French supermajor TotalEnergies plans to explore for oil and gas resources in an area offshore South Africa where environmentalists have already blocked the exploration rights for another supermajor, Shell.
TotalEnergies plans to drill one well at a location in the Deep Water Orange Basin, off the west coast of South Africa. If results are good, nine more wells could be drilled, SLR Consulting, the company carrying out the environmental assessment, said on its website, as quoted by Bloomberg.

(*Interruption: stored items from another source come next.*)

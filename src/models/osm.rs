//! OSM entity types decoded from o5m streams.
//!
//! Coordinates are fixed-precision integers scaled by 1e7, matching the wire
//! format. Conversion to degrees happens at the geometry boundary only.

use serde::{Deserialize, Serialize};

/// A fixed-precision coordinate pair. Equality is exact integer equality,
/// which makes endpoints safe to use as hash keys during ring assembly.
#[derive(Debug, Clone, Copy, Default, PartialEq, Eq, Hash, Serialize, Deserialize)]
pub struct Point {
    pub lon: i64,
    pub lat: i64,
}

impl Point {
    /// Scale factor between wire integers and degrees.
    pub const SCALE: f64 = 1e7;

    pub fn lon_degrees(&self) -> f64 {
        self.lon as f64 / Self::SCALE
    }

    pub fn lat_degrees(&self) -> f64 {
        self.lat as f64 / Self::SCALE
    }
}

/// A single key/value tag.
#[derive(Debug, Clone, PartialEq, Eq, Serialize, Deserialize)]
pub struct Tag {
    pub key: String,
    pub value: String,
}

impl Tag {
    pub fn new(key: impl Into<String>, value: impl Into<String>) -> Self {
        Self {
            key: key.into(),
            value: value.into(),
        }
    }
}

/// Entity metadata. Timestamp and changeset are running totals across records
/// of the same kind; a version delta of zero clears everything back to this
/// default state.
#[derive(Debug, Clone, Default, PartialEq, Eq, Serialize, Deserialize)]
pub struct Metadata {
    pub version: u64,
    pub timestamp: i64,
    pub changeset: i64,
    pub uid: String,
    pub author: String,
}

#[derive(Debug, Clone, Default, PartialEq, Serialize, Deserialize)]
pub struct Node {
    pub id: i64,
    pub meta: Metadata,
    pub lon: i64,
    pub lat: i64,
    pub tags: Vec<Tag>,
}

#[derive(Debug, Clone, Default, PartialEq, Serialize, Deserialize)]
pub struct Way {
    pub id: i64,
    pub meta: Metadata,
    pub nodes: Vec<i64>,
    pub tags: Vec<Tag>,
}

/// Target kind of a relation member, selected on the wire by a leading
/// `'0'`/`'1'`/`'2'` character in the reference string.
#[derive(Debug, Clone, Copy, PartialEq, Eq, Serialize, Deserialize)]
#[serde(rename_all = "lowercase")]
pub enum RefKind {
    Node,
    Way,
    Relation,
}

impl RefKind {
    pub fn from_wire(c: u8) -> Option<Self> {
        match c {
            b'0' => Some(RefKind::Node),
            b'1' => Some(RefKind::Way),
            b'2' => Some(RefKind::Relation),
            _ => None,
        }
    }

    /// Index into the per-kind running id counters.
    pub fn index(&self) -> usize {
        match self {
            RefKind::Node => 0,
            RefKind::Way => 1,
            RefKind::Relation => 2,
        }
    }
}

/// A relation member: resolved id, target kind and free-text role.
#[derive(Debug, Clone, PartialEq, Serialize, Deserialize)]
pub struct RelRef {
    pub id: i64,
    pub kind: RefKind,
    pub role: String,
}

#[derive(Debug, Clone, Default, PartialEq, Serialize, Deserialize)]
pub struct Relation {
    pub id: i64,
    pub meta: Metadata,
    pub refs: Vec<RelRef>,
    pub tags: Vec<Tag>,
}

impl Relation {
    /// Look up a tag value by key.
    pub fn tag(&self, key: &str) -> Option<&str> {
        self.tags
            .iter()
            .find(|t| t.key == key)
            .map(|t| t.value.as_str())
    }

    /// The raw `name` tag, or an empty string.
    pub fn name(&self) -> &str {
        self.tag("name").unwrap_or("")
    }
}

/// Dataset bounding box, already converted to degrees.
#[derive(Debug, Clone, Copy, Default, PartialEq, Serialize, Deserialize)]
pub struct BoundingBox {
    pub x1: f64,
    pub y1: f64,
    pub x2: f64,
    pub y2: f64,
}

/// Nesting role of a ring inside a multipolygon relation.
#[derive(Debug, Clone, Copy, Default, PartialEq, Eq, Serialize, Deserialize)]
#[serde(rename_all = "lowercase")]
pub enum RingRole {
    Outer,
    Inner,
    #[default]
    None,
}

/// An ordered point sequence derived from a way, or from several ways fused
/// together. Rings are linestrings whose first and last points coincide.
#[derive(Debug, Clone, Default, PartialEq, Serialize, Deserialize)]
pub struct Linestring {
    pub id: i64,
    #[serde(default)]
    pub role: RingRole,
    pub points: Vec<Point>,
}

impl Linestring {
    pub fn start(&self) -> Point {
        self.points[0]
    }

    pub fn end(&self) -> Point {
        self.points[self.points.len() - 1]
    }

    pub fn is_closed(&self) -> bool {
        self.start() == self.end()
    }

    pub fn reverse(&mut self) {
        self.points.reverse();
    }
}
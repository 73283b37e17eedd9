//! Core data models shared by the decoder, the geometry engine and the store.

pub mod location;
pub mod osm;

pub use location::{Centroid, Location};
pub use osm::{
    BoundingBox, Linestring, Metadata, Node, Point, RefKind, RelRef, Relation, RingRole, Tag, Way,
};
//! Back-reference string table.
//!
//! o5m avoids re-transmitting recently seen (key, value) string pairs by
//! referencing them with a distance counted backwards from the most recent
//! insertion. The table is a fixed-capacity ring buffer; oversized pairs are
//! never stored, so later back-references simply skip over those slots.

use super::O5mError;

/// Number of slots in the table, fixed by the format.
pub const TABLE_CAPACITY: usize = 15_000;

/// Pairs whose combined byte length exceeds this are not stored.
pub const MAX_PAIR_BYTES: usize = 250;

#[derive(Debug)]
pub struct StringTable {
    entries: Vec<(String, String)>,
    latest: usize,
}

impl Default for StringTable {
    fn default() -> Self {
        Self::new()
    }
}

impl StringTable {
    pub fn new() -> Self {
        Self {
            entries: vec![(String::new(), String::new()); TABLE_CAPACITY],
            latest: 0,
        }
    }

    /// Drop all stored pairs, as required at stream reset points.
    pub fn clear(&mut self) {
        for entry in &mut self.entries {
            entry.0.clear();
            entry.1.clear();
        }
        self.latest = 0;
    }

    /// Store a pair, overwriting the oldest slot. Pairs over the byte limit
    /// are silently dropped.
    pub fn push(&mut self, key: &str, value: &str) {
        if key.len() + value.len() > MAX_PAIR_BYTES {
            return;
        }
        self.entries[self.latest] = (key.to_string(), value.to_string());
        self.latest = (self.latest + 1) % TABLE_CAPACITY;
    }

    /// Fetch the pair `distance` insertions back (1 = most recent). Zero and
    /// anything beyond the table capacity are out of range.
    pub fn get(&self, distance: u64) -> Result<(String, String), O5mError> {
        if distance == 0 || distance > TABLE_CAPACITY as u64 {
            return Err(O5mError::BackrefOutOfRange(distance));
        }
        // Unsigned wraparound only; latest never exceeds the capacity.
        let index = (self.latest + TABLE_CAPACITY - distance as usize) % TABLE_CAPACITY;
        Ok(self.entries[index].clone())
    }
}
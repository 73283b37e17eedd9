//! Representative point computation for multipolygon boundaries.
//!
//! The point is the barycenter of the largest sub-polygon's outer ring when
//! that lands inside the shape, and otherwise the midpoint of an interior
//! diagonal found from a convex vertex (see 3.6 in
//! http://apodeline.free.fr/FAQ/CGAFAQ/CGAFAQ-3.html). Shapes where neither
//! attempt stays inside, such as thin annuli, get no point at all.

use geo::{Area, Contains, Coord, LineString, Polygon};

use crate::models::{Centroid, Location};

use super::GeometryError;

fn polygon_from_rings(rings: &[Vec<[f64; 2]>]) -> Option<Polygon<f64>> {
    let mut iter = rings.iter().map(|ring| {
        LineString::new(
            ring.iter()
                .map(|p| Coord { x: p[0], y: p[1] })
                .collect::<Vec<_>>(),
        )
    });
    let exterior = iter.next()?;
    Some(Polygon::new(exterior, iter.collect()))
}

fn neighbour_vertices(len: usize, i: usize) -> (usize, usize) {
    let prev = if i > 0 { i - 1 } else { len - 1 };
    let next = if i < len - 1 { i + 1 } else { 0 };
    (prev, next)
}

/// First vertex whose neighbours turn outward, assuming a clockwise outer
/// ring.
fn find_convex_vertex(ring: &[[f64; 2]]) -> Option<usize> {
    let len = ring.len();
    for (i, v) in ring.iter().enumerate() {
        let (ai, bi) = neighbour_vertices(len, i);
        let a = ring[ai];
        let b = ring[bi];
        let cross = (a[0] - v[0]) * (b[1] - v[1]) - (a[1] - v[1]) * (b[0] - v[0]);
        if cross >= 0.0 {
            return Some(i);
        }
    }
    None
}

fn in_triangle(a: [f64; 2], v: [f64; 2], b: [f64; 2], q: [f64; 2]) -> bool {
    // Barycentric coordinates test. Not robust but good enough here.
    let d = (v[1] - b[1]) * (a[0] - b[0]) + (b[0] - v[0]) * (a[1] - b[1]);
    let x = ((v[1] - b[1]) * (q[0] - b[0]) + (b[0] - v[0]) * (q[1] - b[1])) / d;
    let y = ((b[1] - a[1]) * (q[0] - b[0]) + (a[0] - b[0]) * (q[1] - b[1])) / d;
    let z = 1.0 - x - y;
    (0.0..=1.0).contains(&x) && (0.0..=1.0).contains(&y) && (0.0..=1.0).contains(&z)
}

fn barycenter(ring: &[[f64; 2]]) -> [f64; 2] {
    let mut c = [0.0, 0.0];
    for p in ring {
        c[0] += p[0];
        c[1] += p[1];
    }
    c[0] /= ring.len() as f64;
    c[1] /= ring.len() as f64;
    c
}

/// Interior point of a simple (possibly non-convex) polygon ring: pick a
/// convex vertex, find the nearest other vertex inside its ear triangle and
/// return the midpoint of that diagonal. Convex rings fall back to the
/// barycenter.
fn simple_polygon_centroid(ring: &[[f64; 2]]) -> Result<[f64; 2], GeometryError> {
    let vi = find_convex_vertex(ring).ok_or(GeometryError::NoConvexVertex)?;
    let (ai, bi) = neighbour_vertices(ring.len(), vi);

    let a = ring[ai];
    let v = ring[vi];
    let b = ring[bi];

    let mut q_index = None;
    let mut q_dist = f64::MAX;
    for (i, &q) in ring.iter().enumerate() {
        if i == ai || i == vi || i == bi {
            continue;
        }
        if !in_triangle(a, v, b, q) {
            continue;
        }
        let dx = v[0] - q[0];
        let dy = v[1] - q[1];
        let d = dx * dx + dy * dy;
        if q_index.is_none() || d < q_dist {
            q_dist = d;
            q_index = Some(i);
        }
    }
    Ok(match q_index {
        None => barycenter(ring),
        Some(qi) => {
            let q = ring[qi];
            [(v[0] + q[0]) / 2.0, (v[1] + q[1]) / 2.0]
        }
    })
}

fn in_polygon(c: [f64; 2], poly: &Polygon<f64>) -> bool {
    poly.contains(&geo::Point::new(c[0], c[1]))
}

/// Compute a representative point guaranteed to lie inside the shape, or
/// `None` when no candidate lands inside.
pub fn compute_centroid(location: &Location) -> Result<Option<Centroid>, GeometryError> {
    let polygons: Vec<Option<Polygon<f64>>> = location
        .coordinates
        .iter()
        .map(|rings| polygon_from_rings(rings))
        .collect();

    // Work on the largest sub-polygon only.
    let mut max_area = 0.0;
    let mut max_poly = None;
    for (i, poly) in polygons.iter().enumerate() {
        if let Some(poly) = poly {
            let area = poly.unsigned_area();
            if area > max_area {
                max_area = area;
                max_poly = Some(i);
            }
        }
    }
    let Some(index) = max_poly else {
        return Ok(None);
    };
    let Some(poly) = &polygons[index] else {
        return Ok(None);
    };
    // The closing point repeats the first vertex; skipping the first point
    // leaves each distinct vertex exactly once.
    let outer = &location.coordinates[index][0][1..];

    let c = barycenter(outer);
    if in_polygon(c, poly) {
        return Ok(Some(Centroid {
            lon: c[0],
            lat: c[1],
            node_id: None,
        }));
    }

    // The diagonal construction handles concave outlines but not always
    // holes, so the result still needs a containment check.
    let c = simple_polygon_centroid(outer)?;
    if !in_polygon(c, poly) {
        return Ok(None);
    }
    Ok(Some(Centroid {
        lon: c[0],
        lat: c[1],
        node_id: None,
    }))
}

#[cfg(test)]
mod tests {
    use super::*;

    fn centroid_of(coords: Vec<Vec<Vec<[f64; 2]>>>) -> Option<Centroid> {
        compute_centroid(&Location::multipolygon(coords)).unwrap()
    }

    #[test]
    fn test_square_centroid() {
        let c = centroid_of(vec![vec![vec![
            [0.0, 0.0],
            [0.0, 1.0],
            [1.0, 1.0],
            [1.0, 0.0],
            [0.0, 0.0],
        ]]])
        .unwrap();
        assert!((c.lon - 0.5).abs() < 1e-12);
        assert!((c.lat - 0.5).abs() < 1e-12);
    }

    #[test]
    fn test_horseshoe_centroid() {
        let c = centroid_of(vec![vec![vec![
            [0.0, 0.0],
            [3.0, 0.0],
            [3.0, 3.0],
            [3.0, 2.0],
            [1.0, 2.0],
            [1.0, 1.0],
            [3.0, 1.0],
            [3.0, 0.0],
            [0.0, 0.0],
        ]]])
        .unwrap();
        assert!((c.lon - 2.125).abs() < 1e-12);
        assert!((c.lat - 1.125).abs() < 1e-12);
    }

    #[test]
    fn test_square_with_hole_has_no_centroid() {
        // The barycenter falls inside the hole and the ear diagonal cannot
        // help, so the shape gets no point.
        let c = centroid_of(vec![vec![
            vec![
                [0.0, 0.0],
                [0.0, 3.0],
                [3.0, 3.0],
                [3.0, 0.0],
                [0.0, 0.0],
            ],
            vec![
                [1.0, 1.0],
                [2.0, 1.0],
                [2.0, 2.0],
                [1.0, 2.0],
                [1.0, 1.0],
            ],
        ]]);
        assert!(c.is_none());
    }

    #[test]
    fn test_largest_sub_polygon_wins() {
        let c = centroid_of(vec![
            vec![vec![
                [10.0, 10.0],
                [10.0, 11.0],
                [11.0, 11.0],
                [11.0, 10.0],
                [10.0, 10.0],
            ]],
            vec![vec![
                [0.0, 0.0],
                [0.0, 4.0],
                [4.0, 4.0],
                [4.0, 0.0],
                [0.0, 0.0],
            ]],
        ])
        .unwrap();
        assert!((c.lon - 2.0).abs() < 1e-12);
        assert!((c.lat - 2.0).abs() < 1e-12);
    }

    #[test]
    fn test_empty_location() {
        assert!(centroid_of(vec![]).is_none());
        assert!(centroid_of(vec![vec![]]).is_none());
    }
}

TotalEnergies EP South Africa (TEEPSA) and its partners have applied for Environmental Authorization to undertake exploration activities in Deep Water Orange Basin (DWOB) off the West Coast of South Africa, SLR Consulting said earlier this month.
TotalEnergies made in February a significant discovery of light oil with associated gas on the Venus prospect in the Orange Basin offshore southern Namibia, north to the waters offshore South Africa, where the company plans to explore for more oil.
The initial results are “very promising” in the so-called Orange Basin, Kevin McLachlan, Senior Vice President of Exploration at TotalEnergies, said at the time.
Venus in Namibia could be a “giant oil and gas discovery,” TotalEnergies said in an investor presentation in September. Appraisal and testing are slated for 2023.
But a TotalEnergies exploration and drilling campaign in the Orange Basin offshore South Africa could meet resistance from local communities and environmental groups.
Shell, which also made a large discovery in the Orange Basin offshore Namibia earlier this year, recently saw a setback in its exploration efforts offshore South Africa.
In September, the High Court in Makhanda ruled that Shell’s exploration right to conduct seismic surveys on the Wild Coast of South Africa was granted unlawfully and therefore set it aside.